##### Data supplied #####

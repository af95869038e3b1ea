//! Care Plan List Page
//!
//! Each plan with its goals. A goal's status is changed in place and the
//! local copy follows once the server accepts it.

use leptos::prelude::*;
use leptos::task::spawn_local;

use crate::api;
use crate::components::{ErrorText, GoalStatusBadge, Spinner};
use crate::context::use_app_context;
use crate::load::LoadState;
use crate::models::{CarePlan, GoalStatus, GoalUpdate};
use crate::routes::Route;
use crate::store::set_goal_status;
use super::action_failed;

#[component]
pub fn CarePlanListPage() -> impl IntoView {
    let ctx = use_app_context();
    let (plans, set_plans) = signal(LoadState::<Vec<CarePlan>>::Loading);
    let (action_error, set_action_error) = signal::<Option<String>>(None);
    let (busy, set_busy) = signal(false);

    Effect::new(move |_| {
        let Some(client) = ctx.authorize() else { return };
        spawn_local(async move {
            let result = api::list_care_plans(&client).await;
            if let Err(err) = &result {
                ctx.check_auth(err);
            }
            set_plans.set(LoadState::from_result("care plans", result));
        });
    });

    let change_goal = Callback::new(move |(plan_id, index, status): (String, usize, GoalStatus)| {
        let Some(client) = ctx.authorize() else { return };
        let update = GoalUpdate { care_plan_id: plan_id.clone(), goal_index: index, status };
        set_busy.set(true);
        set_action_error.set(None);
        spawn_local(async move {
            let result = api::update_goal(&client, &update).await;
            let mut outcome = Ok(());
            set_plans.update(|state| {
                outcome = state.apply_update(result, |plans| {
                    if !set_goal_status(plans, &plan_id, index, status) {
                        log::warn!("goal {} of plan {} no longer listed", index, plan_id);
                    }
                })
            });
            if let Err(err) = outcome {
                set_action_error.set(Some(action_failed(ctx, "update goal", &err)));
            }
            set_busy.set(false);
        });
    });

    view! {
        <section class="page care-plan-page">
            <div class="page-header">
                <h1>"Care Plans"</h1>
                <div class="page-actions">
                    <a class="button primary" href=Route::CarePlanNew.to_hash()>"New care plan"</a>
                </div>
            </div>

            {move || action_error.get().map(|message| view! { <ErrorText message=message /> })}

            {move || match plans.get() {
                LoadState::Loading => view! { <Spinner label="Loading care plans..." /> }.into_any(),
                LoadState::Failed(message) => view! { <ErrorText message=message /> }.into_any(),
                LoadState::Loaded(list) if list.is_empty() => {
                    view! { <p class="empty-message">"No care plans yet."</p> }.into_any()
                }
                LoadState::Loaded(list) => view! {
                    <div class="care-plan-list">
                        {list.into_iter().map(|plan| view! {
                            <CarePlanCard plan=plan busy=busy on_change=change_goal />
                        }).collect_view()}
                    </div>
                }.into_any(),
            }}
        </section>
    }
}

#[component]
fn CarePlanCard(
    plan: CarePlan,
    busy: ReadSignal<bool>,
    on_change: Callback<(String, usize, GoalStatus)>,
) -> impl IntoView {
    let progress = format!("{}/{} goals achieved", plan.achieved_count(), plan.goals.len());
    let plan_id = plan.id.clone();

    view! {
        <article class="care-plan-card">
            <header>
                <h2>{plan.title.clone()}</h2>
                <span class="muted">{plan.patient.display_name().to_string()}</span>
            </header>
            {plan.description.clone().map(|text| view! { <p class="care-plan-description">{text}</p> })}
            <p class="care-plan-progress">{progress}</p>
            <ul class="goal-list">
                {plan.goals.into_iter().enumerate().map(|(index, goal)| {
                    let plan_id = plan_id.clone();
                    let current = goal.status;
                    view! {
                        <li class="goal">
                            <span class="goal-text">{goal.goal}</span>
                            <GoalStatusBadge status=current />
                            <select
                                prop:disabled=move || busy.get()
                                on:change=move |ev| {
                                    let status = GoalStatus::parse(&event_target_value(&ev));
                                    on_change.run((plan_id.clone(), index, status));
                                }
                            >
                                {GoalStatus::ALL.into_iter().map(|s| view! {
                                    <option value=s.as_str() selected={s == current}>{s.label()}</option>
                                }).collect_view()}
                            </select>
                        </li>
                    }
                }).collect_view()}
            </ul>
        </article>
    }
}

#####
##### Data supplied #####

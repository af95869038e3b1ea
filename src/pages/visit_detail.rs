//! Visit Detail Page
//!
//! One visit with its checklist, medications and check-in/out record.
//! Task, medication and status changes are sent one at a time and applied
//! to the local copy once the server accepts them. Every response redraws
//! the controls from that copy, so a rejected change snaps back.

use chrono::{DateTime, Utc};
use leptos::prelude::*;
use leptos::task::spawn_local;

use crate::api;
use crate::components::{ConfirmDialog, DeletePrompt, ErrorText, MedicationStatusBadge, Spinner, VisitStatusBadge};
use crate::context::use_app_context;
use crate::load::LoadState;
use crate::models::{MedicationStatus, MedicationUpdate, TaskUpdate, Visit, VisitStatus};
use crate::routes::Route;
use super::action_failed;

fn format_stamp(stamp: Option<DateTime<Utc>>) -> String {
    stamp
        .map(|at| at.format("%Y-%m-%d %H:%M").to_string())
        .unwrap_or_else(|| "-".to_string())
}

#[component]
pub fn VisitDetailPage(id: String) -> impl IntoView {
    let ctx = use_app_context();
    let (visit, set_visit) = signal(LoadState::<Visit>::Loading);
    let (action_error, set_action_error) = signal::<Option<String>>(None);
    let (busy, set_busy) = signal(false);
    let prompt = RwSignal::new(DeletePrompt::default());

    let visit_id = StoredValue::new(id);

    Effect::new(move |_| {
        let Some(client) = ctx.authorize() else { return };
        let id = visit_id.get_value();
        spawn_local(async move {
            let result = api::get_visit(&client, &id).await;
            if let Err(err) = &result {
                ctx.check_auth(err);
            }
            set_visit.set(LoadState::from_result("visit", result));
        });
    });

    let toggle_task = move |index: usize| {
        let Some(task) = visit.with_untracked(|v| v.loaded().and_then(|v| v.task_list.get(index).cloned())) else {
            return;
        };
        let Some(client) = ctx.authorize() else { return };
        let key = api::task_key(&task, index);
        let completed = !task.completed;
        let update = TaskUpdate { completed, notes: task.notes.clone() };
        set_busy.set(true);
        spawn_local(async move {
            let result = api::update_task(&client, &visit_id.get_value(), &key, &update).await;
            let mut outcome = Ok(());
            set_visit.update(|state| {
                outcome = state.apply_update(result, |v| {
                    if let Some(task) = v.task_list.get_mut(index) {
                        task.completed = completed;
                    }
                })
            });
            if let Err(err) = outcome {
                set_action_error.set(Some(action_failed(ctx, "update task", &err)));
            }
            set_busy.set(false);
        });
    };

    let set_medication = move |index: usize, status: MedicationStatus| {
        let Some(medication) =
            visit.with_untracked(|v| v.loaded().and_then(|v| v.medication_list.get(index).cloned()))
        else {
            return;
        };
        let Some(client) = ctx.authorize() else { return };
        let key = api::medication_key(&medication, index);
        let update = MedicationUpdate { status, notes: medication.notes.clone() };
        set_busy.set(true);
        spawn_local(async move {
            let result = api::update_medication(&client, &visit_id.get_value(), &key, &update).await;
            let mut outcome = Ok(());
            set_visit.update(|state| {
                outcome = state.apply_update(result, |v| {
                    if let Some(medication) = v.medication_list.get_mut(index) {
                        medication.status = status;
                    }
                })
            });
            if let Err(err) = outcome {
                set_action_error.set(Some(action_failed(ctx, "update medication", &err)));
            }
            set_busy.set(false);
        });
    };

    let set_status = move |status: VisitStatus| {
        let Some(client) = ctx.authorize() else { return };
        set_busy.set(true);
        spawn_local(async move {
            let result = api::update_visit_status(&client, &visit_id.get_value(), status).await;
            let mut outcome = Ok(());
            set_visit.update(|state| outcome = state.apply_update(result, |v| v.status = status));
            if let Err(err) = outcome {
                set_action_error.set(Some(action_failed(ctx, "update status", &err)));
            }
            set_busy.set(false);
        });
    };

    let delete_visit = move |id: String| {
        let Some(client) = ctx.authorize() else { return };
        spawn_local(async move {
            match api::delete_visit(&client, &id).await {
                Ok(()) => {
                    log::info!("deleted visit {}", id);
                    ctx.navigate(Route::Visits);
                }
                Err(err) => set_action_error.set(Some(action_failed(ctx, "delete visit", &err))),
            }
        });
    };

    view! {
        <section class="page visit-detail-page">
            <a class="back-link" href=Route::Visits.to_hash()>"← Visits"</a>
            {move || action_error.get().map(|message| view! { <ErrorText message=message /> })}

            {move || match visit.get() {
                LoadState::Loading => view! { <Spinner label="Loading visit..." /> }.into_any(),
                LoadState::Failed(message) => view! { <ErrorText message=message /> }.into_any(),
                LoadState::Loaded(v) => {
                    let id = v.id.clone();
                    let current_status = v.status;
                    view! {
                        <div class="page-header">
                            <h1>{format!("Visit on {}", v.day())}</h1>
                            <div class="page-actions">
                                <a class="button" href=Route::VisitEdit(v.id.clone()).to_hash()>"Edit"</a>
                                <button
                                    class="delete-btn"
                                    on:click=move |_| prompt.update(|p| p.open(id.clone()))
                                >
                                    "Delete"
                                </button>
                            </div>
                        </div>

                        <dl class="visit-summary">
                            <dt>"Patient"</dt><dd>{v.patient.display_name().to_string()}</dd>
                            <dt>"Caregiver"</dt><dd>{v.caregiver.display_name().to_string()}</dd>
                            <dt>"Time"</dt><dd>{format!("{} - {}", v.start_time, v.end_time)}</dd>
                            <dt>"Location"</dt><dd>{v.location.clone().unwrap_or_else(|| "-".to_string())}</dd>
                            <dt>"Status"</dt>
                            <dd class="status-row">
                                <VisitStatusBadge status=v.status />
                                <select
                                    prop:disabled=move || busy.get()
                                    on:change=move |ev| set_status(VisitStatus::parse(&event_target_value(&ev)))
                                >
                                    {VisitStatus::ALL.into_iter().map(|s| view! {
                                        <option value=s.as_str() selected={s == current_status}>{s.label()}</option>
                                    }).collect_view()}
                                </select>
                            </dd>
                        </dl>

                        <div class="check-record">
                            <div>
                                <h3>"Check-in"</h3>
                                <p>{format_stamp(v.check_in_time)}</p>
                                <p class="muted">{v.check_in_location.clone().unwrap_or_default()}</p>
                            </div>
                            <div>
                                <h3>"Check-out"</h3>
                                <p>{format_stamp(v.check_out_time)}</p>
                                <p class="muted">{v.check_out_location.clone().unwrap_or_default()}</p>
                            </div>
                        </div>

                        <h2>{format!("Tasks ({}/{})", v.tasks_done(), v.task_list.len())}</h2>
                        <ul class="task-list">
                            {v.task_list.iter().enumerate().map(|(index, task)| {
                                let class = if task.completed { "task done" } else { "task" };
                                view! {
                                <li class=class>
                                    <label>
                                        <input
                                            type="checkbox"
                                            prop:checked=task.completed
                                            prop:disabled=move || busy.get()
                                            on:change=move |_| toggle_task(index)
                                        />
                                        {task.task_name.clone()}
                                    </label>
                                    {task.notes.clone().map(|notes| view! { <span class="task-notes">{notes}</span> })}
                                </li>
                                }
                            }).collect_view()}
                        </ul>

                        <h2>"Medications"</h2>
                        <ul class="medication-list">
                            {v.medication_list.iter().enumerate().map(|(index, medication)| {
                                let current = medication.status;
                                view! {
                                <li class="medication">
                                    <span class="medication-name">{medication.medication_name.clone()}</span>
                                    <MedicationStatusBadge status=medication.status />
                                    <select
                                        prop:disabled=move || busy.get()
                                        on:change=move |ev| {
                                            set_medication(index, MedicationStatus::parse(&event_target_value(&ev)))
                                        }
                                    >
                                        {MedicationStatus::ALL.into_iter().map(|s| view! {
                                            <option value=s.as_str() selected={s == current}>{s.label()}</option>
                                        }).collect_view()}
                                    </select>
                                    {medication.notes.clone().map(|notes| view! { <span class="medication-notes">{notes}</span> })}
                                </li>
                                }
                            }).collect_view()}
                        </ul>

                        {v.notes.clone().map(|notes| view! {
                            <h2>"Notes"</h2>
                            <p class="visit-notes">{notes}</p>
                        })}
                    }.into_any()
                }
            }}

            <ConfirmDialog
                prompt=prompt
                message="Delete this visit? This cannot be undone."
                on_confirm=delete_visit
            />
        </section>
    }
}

#####

§ Problem to solve:
Show me all lines in the records that contain "parse".

§ Final answer:
                                    let status = GoalStatus::parse(&event_target_value(&ev));
                                    on:change=move |ev| set_status(VisitStatus::parse(&event_target_value(&ev)))
                                            set_medication(index, MedicationStatus::parse(&event_target_value(&ev)))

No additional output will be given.